# [Your goal]
Taking the data below line by line, count those that include the word "SequenceRandom" and report the number alone.

# [Supplied records]
=== Section Start ===
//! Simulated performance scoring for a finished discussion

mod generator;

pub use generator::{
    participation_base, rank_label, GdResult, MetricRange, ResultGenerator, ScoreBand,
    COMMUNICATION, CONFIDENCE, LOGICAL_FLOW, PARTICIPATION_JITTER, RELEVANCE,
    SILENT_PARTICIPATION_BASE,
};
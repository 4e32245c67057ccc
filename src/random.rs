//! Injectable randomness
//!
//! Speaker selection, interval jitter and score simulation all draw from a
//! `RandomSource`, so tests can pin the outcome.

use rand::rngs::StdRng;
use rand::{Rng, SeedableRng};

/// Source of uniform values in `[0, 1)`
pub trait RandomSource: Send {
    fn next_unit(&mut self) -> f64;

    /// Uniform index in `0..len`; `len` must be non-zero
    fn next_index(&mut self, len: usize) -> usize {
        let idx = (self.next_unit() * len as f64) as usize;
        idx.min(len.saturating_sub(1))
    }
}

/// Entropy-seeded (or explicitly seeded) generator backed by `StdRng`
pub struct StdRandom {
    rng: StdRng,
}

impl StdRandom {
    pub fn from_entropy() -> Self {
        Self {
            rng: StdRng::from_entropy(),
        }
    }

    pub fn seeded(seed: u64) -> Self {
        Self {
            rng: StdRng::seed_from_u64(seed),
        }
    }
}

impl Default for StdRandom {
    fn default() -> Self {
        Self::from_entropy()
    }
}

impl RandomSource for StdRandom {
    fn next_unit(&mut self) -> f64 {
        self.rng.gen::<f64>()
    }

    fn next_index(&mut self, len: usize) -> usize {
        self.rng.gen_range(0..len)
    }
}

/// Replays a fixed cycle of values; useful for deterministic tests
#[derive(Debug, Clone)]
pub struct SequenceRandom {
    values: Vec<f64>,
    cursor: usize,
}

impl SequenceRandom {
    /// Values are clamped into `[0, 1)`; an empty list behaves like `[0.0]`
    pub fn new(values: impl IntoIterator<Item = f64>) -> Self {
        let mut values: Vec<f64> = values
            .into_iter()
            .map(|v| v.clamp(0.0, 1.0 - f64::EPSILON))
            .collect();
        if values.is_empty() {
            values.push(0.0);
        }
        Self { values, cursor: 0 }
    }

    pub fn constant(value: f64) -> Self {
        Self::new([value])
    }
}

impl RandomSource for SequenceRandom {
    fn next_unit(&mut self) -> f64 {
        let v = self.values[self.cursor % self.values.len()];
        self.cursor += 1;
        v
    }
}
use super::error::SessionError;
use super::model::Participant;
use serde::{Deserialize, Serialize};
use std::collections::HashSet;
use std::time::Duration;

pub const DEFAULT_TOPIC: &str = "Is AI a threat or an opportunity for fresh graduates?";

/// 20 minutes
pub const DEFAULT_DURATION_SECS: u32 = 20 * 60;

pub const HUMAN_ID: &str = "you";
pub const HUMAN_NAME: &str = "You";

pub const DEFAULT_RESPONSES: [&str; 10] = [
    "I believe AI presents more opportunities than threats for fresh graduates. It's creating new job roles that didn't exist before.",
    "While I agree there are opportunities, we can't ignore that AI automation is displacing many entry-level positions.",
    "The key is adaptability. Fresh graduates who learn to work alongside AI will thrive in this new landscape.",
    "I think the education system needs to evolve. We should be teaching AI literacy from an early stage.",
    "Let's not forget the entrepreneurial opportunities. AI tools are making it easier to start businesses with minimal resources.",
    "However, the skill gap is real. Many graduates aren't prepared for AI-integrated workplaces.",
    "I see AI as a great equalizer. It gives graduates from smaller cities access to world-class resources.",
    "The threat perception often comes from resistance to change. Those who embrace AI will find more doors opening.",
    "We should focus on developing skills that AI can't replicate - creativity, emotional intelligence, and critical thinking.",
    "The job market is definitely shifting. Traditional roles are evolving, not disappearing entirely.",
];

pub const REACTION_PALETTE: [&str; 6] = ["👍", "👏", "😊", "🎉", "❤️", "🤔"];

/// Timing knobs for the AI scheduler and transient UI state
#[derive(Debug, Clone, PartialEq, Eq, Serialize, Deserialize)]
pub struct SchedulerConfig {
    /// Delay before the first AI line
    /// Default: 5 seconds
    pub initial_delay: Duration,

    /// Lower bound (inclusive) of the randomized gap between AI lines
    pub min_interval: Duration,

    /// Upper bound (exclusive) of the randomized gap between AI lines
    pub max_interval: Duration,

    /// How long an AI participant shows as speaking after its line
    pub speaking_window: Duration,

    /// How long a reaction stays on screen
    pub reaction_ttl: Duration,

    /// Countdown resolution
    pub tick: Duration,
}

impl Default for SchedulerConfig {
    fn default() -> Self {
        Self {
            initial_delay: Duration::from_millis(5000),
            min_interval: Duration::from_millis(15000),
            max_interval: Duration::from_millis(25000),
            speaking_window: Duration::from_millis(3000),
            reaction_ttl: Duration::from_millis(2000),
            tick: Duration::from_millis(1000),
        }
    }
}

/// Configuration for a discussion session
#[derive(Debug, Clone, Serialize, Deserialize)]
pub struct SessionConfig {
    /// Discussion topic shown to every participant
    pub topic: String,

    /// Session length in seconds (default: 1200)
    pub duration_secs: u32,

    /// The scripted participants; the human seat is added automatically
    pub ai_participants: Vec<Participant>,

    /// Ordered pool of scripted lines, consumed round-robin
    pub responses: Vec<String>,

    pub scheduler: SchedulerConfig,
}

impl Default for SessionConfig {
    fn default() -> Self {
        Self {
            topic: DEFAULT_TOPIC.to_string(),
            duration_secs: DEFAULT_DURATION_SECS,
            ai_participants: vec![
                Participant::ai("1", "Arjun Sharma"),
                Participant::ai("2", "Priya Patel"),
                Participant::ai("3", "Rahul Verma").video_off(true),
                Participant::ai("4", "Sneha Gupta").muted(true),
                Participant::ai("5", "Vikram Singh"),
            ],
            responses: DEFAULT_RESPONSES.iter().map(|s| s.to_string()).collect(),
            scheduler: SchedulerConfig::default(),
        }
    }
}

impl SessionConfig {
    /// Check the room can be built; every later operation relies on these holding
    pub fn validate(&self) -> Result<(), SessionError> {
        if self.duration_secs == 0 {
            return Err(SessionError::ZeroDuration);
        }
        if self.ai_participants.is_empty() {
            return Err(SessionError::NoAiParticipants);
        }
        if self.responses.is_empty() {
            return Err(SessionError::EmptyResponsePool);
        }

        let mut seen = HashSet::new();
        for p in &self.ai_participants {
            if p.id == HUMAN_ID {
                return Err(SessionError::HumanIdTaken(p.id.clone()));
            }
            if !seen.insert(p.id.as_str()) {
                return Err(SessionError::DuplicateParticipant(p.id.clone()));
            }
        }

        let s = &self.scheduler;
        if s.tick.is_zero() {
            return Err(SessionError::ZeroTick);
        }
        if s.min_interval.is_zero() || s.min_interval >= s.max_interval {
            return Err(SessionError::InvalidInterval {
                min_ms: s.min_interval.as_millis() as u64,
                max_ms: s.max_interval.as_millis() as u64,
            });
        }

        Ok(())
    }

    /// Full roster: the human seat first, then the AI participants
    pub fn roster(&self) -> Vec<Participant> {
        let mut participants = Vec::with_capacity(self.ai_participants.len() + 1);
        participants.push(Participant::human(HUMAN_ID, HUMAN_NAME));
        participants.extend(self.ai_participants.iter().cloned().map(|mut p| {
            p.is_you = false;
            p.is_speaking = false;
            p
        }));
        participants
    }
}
=== Section End ===
# [Exercise answer]
3